From Chuck Berry, again appropriately, to Terry Reid, the latest staggering import from England. At 19 Reid runs one of the most well-honed combos around: drums, organ and himself singer-guitarist. His group's polished, gleaming-hard sound has all the taut excitement that one associates with the best rock. In a sense Terry Reid, with his towering individual talent for arranging and composing and leading, is very much a Chuck Berry figure. He has the same inventive rock 'n' roll ear, the ability to make original driving music out of the simplest basic elements, all presented in an overpowering whole through flamboyant and charming showmanship.
The musical structure that he favors is basically one of tight bursts of packaged melody--made up of a stinging organ sound, precise drumming and his own jabbing giutar, between intervals of his own singing which is acute and stormy. He also seems to have a nice sense of balance and discretion, rarely overstepping into excess. "Tinker Taylor," for example, has a pleasant original riff and this is milked in the song just about as far as it will go and no more--not pounded to death as some American groups are prone to do with their own minor creations. Within the limits in which prediction is possible in rock Terry Reid is definitely a find.
Fleetwood Mac, yet another of the English blues groups, is built around two Mayall proteges and the influence of the master shows very clearly. Peter Green on lead guitar plays an authoritative and firm role with his sinuous guitar lines, insistently and sympathetically guiding the group to put out the refined and fluid sound that is so typically Mayallian. The other presence is that of John MacVie (also ex-Bluesbreaker) who contributes a strong and uncluttered and incredibly well-felt blues-bass throughout. This kind of restrained and delicate watered-down imitation of the Chicago sound is a valid method of interpreting the blues classics and of creating new blues material. It is the other side of the, equally legitimate, Clapton-Beck style of English blues which produces radical guitar-oriented re-interpretations of the old material.

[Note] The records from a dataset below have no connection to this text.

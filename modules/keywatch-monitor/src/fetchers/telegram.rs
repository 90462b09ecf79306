use async_trait::async_trait;
use tracing::warn;
use telegram_client::{Chat, ChatType, ChannelPreview, TelegramBot, TelegramError};

use keywatch_common::{EntityDescriptor, EntityKind, Item, Platform, SourceError};

use super::reference::normalize_telegram_reference;
use crate::traits::SourceFetcher;

const TELEGRAM_URL: &str = "https://t.me";

/// Public channels and groups: resolved through the Bot API, read through
/// the public web preview.
pub struct TelegramFetcher {
    bot: TelegramBot,
    preview: ChannelPreview,
}

impl TelegramFetcher {
    pub fn new(bot: TelegramBot, preview: ChannelPreview) -> Self {
        Self { bot, preview }
    }
}

fn chat_descriptor(chat: &Chat) -> EntityDescriptor {
    let kind = match chat.chat_type {
        ChatType::Channel => EntityKind::Channel,
        ChatType::Group | ChatType::Supergroup => EntityKind::Chat,
        ChatType::Private => EntityKind::User,
    };
    let handle = chat.username.clone().filter(|u| !u.is_empty());
    let canonical_url = match handle {
        Some(ref username) => format!("{TELEGRAM_URL}/{username}"),
        None => format!("{TELEGRAM_URL}/c/{}", internal_id(chat.id)),
    };
    EntityDescriptor {
        id: chat.id,
        owner_id: chat.id,
        kind,
        display_name: chat
            .display_name()
            .or_else(|| handle.clone())
            .unwrap_or_else(|| chat.id.to_string()),
        canonical_url,
        handle,
    }
}

/// Bot API ids of supergroups and channels carry a `-100` prefix that
/// `t.me/c/` links omit.
fn internal_id(chat_id: i64) -> i64 {
    let abs = chat_id.unsigned_abs();
    let raw = abs.to_string();
    raw.strip_prefix("100")
        .and_then(|rest| rest.parse().ok())
        .filter(|_| chat_id < 0)
        .unwrap_or(abs as i64)
}

fn into_source_error(err: TelegramError) -> SourceError {
    if err.is_not_found() {
        return SourceError::NotFound(err.to_string());
    }
    if err.is_forbidden() {
        return SourceError::AccessDenied(err.to_string());
    }
    match err {
        TelegramError::Parse(msg) => SourceError::Parse(msg),
        other => SourceError::Transport(other.to_string()),
    }
}

#[async_trait]
impl SourceFetcher for TelegramFetcher {
    fn platform(&self) -> Platform {
        Platform::Telegram
    }

    async fn resolve_entity(&self, reference: &str) -> Result<EntityDescriptor, SourceError> {
        let name = normalize_telegram_reference(reference);
        if name.is_empty() {
            return Err(SourceError::NotFound(reference.to_string()));
        }
        let chat_id = if name.parse::<i64>().is_ok() {
            name
        } else {
            format!("@{name}")
        };
        let chat = self
            .bot
            .get_chat(&chat_id)
            .await
            .map_err(into_source_error)?;
        Ok(chat_descriptor(&chat))
    }

    async fn fetch_recent_items(
        &self,
        entity: &EntityDescriptor,
        count: u32,
    ) -> Result<Vec<Item>, SourceError> {
        let Some(ref username) = entity.handle else {
            warn!(
                entity = %entity.display_name,
                chat_id = entity.id,
                "Telegram chat has no public username, cannot read its history"
            );
            return Ok(Vec::new());
        };

        match self.preview.recent_messages(username, count as usize).await {
            Ok(messages) => Ok(messages
                .into_iter()
                .filter(|m| !m.text.trim().is_empty())
                .map(|m| Item {
                    id: m.id,
                    text: m.text,
                    timestamp: m.date,
                })
                .collect()),
            Err(e) if e.is_forbidden() => {
                warn!(entity = %entity.display_name, error = %e, "Telegram history not public, skipping");
                Ok(Vec::new())
            }
            Err(e) => Err(into_source_error(e)),
        }
    }

    fn item_url(&self, entity: &EntityDescriptor, item_id: i64) -> String {
        match entity.handle {
            Some(ref username) => format!("{TELEGRAM_URL}/{username}/{item_id}"),
            None => format!("{TELEGRAM_URL}/c/{}/{item_id}", internal_id(entity.id)),
        }
    }
}

#[cfg(test)]
mod tests {
    use super::*;

    fn chat(chat_type: ChatType, username: Option<&str>) -> Chat {
        Chat {
            id: -1001234567890,
            chat_type,
            title: Some("City News".into()),
            username: username.map(String::from),
            first_name: None,
            last_name: None,
        }
    }

    #[test]
    fn chat_types_map_to_entity_kinds() {
        assert_eq!(chat_descriptor(&chat(ChatType::Channel, Some("news"))).kind, EntityKind::Channel);
        assert_eq!(chat_descriptor(&chat(ChatType::Supergroup, Some("news"))).kind, EntityKind::Chat);
        assert_eq!(chat_descriptor(&chat(ChatType::Group, None)).kind, EntityKind::Chat);
    }

    #[test]
    fn public_channel_links() {
        let fetcher = TelegramFetcher::new(TelegramBot::new("t".into()), ChannelPreview::new());
        let d = chat_descriptor(&chat(ChatType::Channel, Some("news")));
        assert_eq!(d.canonical_url, "https://t.me/news");
        assert_eq!(fetcher.item_url(&d, 42), "https://t.me/news/42");
    }

    #[test]
    fn private_chat_links_drop_the_prefix() {
        let d = chat_descriptor(&chat(ChatType::Supergroup, None));
        assert_eq!(d.canonical_url, "https://t.me/c/1234567890");
    }

    #[test]
    fn bot_errors_map_to_source_errors() {
        let not_found = TelegramError::Api {
            code: 400,
            description: "Bad Request: chat not found".into(),
        };
        assert!(matches!(into_source_error(not_found), SourceError::NotFound(_)));
        let forbidden = TelegramError::Api {
            code: 403,
            description: "Forbidden".into(),
        };
        assert!(matches!(into_source_error(forbidden), SourceError::AccessDenied(_)));
    }
}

Given these two successful and fruitful approaches to white blues-playing, one is at a loss to understand where the blues style of Pacific Gas & Electric (another West Coast group at the Festival), with its amorphous bag of drum solos, wanton guitar effects and indifferent singing, fits in. I suspect it doesn't and I fear again that this is a malady common to too many American groups, born of half-assimilated influences from jazz and Cream.
The Grateful Dead took the field midway through the second day. After much exacting tuning and preparation they began--and played without stopping for 45 long, and sometimes short, minutes. The music was essentially freeform or no-form jamming. If you put any bunch of talented musicians on stage and have them improvise for an hour it is inevitable that they will get it together a few times. For all that, it is clear that progressive rock is not instantly exalting the way supreme unvarnished rock 'n' roll (Beatles, Stones, Hendrix, Who, etc.) is. Rather the Grateful Dead came into their own as superb environment musicians--when the environment is right, for example, on the grounds of Columbia for free during the insurrection. In front of a grandstand, however, despite the easy accommodation induced by the open sun and silent clear sky, the mediocrity of conception of the Grateful Dead's music was too apparent for comfort.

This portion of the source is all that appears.